Derin bir nefes alıp elimi yüzüme çarptım.

"Devin seni tanımıyor. Ayrıca kızın kafasına silah yasladın banada çevirdin o silahını. Tanısa bile senden korkacak."

Başını salladı,

"Tek bir isteğim var, o'da Devin'i haftada bir gün görmek. Göreve kadar sadece, görevden sonra hayatından çıkıp bir daha geri dönmeyeceğim. Emin olabilirsin."

Başımı Devin ve. Merih'e doğru çevirdim.
Onlara biraz uzaklaşmalarını söylemiştim
Devin'in kötü etkilenmesini istemiyorum.

"Merih yumuşamışmı bana mı öyle geliyor?"

Gözlerimi Devin'den çekmeyerek,

"Bazı olaylar yaşadı Merih. Birkaç birşey gelişti."

Başımı ona çevirdim bu sefer.

"Pardon sen nerelerdeydin? Hain diye bildirmeme şu kadarcık kaldı"

Gülümsedi

"İlk önce hayır hain falan değilim. Gizli görev sadece. Deniz'in haberi var."

Başımı salladım.

"İyi birini bulmuşsun Aren, Devin'i görmeme izin verecek misin? Koskoca generalim bir çavuş tan dayak yedim zaten imajım yerlede...
Küçük bir iyilik istiyorum sadece?"

Sakin kalmaya çalışarak bıkkınlık nefesimi verdim.

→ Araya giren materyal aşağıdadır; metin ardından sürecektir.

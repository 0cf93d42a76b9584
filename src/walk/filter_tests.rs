use std::path::Path;

use super::*;

#[test]
fn empty_extension_list_includes_everything() {
    let filter = GlobFilter::new(vec![], &[]).unwrap();
    assert!(filter.should_include(Path::new("src/main.rs")));
    assert!(filter.should_include(Path::new("README.md")));
}

#[test]
fn extension_allowlist_filters() {
    let filter = GlobFilter::new(vec!["rs".to_string(), "go".to_string()], &[]).unwrap();
    assert!(filter.should_include(Path::new("src/main.rs")));
    assert!(filter.should_include(Path::new("pkg/mod.go")));
    assert!(!filter.should_include(Path::new("script.py")));
    assert!(!filter.should_include(Path::new("Makefile")));
}

#[test]
fn exclude_globs_drop_matches() {
    let filter = GlobFilter::new(vec![], &["target/**".to_string(), "*.min.js".to_string()])
        .unwrap();
    assert!(!filter.should_include(Path::new("target/debug/main.rs")));
    assert!(!filter.should_include(Path::new("bundle.min.js")));
    assert!(filter.should_include(Path::new("src/main.rs")));
}

#[test]
fn exclusion_beats_extension_match() {
    let filter = GlobFilter::new(vec!["rs".to_string()], &["**/generated/**".to_string()])
        .unwrap();
    assert!(!filter.should_include(Path::new("src/generated/schema.rs")));
    assert!(filter.should_include(Path::new("src/schema.rs")));
}

#[test]
fn invalid_glob_is_a_configuration_error() {
    let err = GlobFilter::new(vec![], &["a{b".to_string()]).unwrap_err();
    assert!(matches!(err, crate::CensusError::InvalidGlob { .. }));
}

#[test]
fn filter_is_debug_formattable() {
    // unwrap_err above relies on this; keep the derive pinned.
    let filter = GlobFilter::new(vec!["rs".to_string()], &[]).unwrap();
    let rendered = format!("{filter:?}");
    assert!(rendered.contains("GlobFilter"));
}
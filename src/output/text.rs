use std::fmt::Write;

use crate::aggregate::{FileReport, RunTotals};
use crate::error::Result;

use super::ReportFormatter;

/// Human-readable output: optional per-file rows followed by run totals.
pub struct TextFormatter {
    show_files: bool,
}

impl TextFormatter {
    #[must_use]
    pub const fn new(show_files: bool) -> Self {
        Self { show_files }
    }
}

impl ReportFormatter for TextFormatter {
    fn format(&self, reports: &[FileReport], totals: &RunTotals) -> Result<String> {
        let mut output = String::new();

        if self.show_files && !reports.is_empty() {
            for report in reports {
                let _ = writeln!(
                    output,
                    "{}  [{}]  non-blank: {}  commented: {}",
                    report.path.display(),
                    report.language,
                    report.counters.non_blank,
                    report.counters.commented,
                );
            }
            output.push('\n');
        }

        let _ = writeln!(output, "Files scanned: {}", totals.files);
        let _ = writeln!(output, "Total non-blank lines: {}", totals.counters.non_blank);
        let _ = writeln!(output, "Total commented lines: {}", totals.counters.commented);
        let _ = write!(output, "Comment density: {:.1}%", totals.density() * 100.0);

        Ok(output)
    }
}

#[cfg(test)]
#[path = "text_tests.rs"]
mod tests;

"Bir, komutanım ben çavuş diyip durma. İki, Devin'i haftada bir kez görmek, beni de haftada bir kez görmek demek."

Başını salladı

"Tabi, kabul."

Elindeki flaşı bana uzattı
Elinden aldım ve cebime attım direkt.

"Generale ulaştırman lazım."

Başımı sallayıp ayrılmak için bir hamle yaptığım sıra

"I Aren?"
"Ne"
"Neden o?"

Kaşlarımı çatarak baktım

"Kim?"
"Neden Merih?"
"Sen seç, kılık değiştirme uzmanı, yarı japon ve çift cinsiyetli bir komutan mı, yoksa hava kuvvetleri komutanı türk bir pilot mu?"

Başını eğdi

"Bana göre yarı japon komutan. Pilotların ne zaman uçacağı belli değil biliyorsun. Hem, her uçuş onun son uçuşu da olabilir, unutuyorsun."

"Evren sus."

"Peki, son soru, Devin'e kendimi tanıtma iznim var mı?"

Sırtımı dönüp,

"Var."

Dedim ve Merih'le Devin'e doğru yürümeye başladım.
Yanlarına ulaştığım zaman Devin'i kucağıma aldım

"Baba.. çok korktum,"

Ona güven vermek için gülümsedim

"Korkmana gerek yok Devin'im, ben tanıyorum onu, sana zarar vermez, sadece şaka yapmak istemiş, hem benim sana söylemem gereken birşey var,"

Keyifle gülümsedi o da

"Şakası komik değildi baba. Korkutucuydu. Ona söylersin. Hem ne söyliyeceksin?"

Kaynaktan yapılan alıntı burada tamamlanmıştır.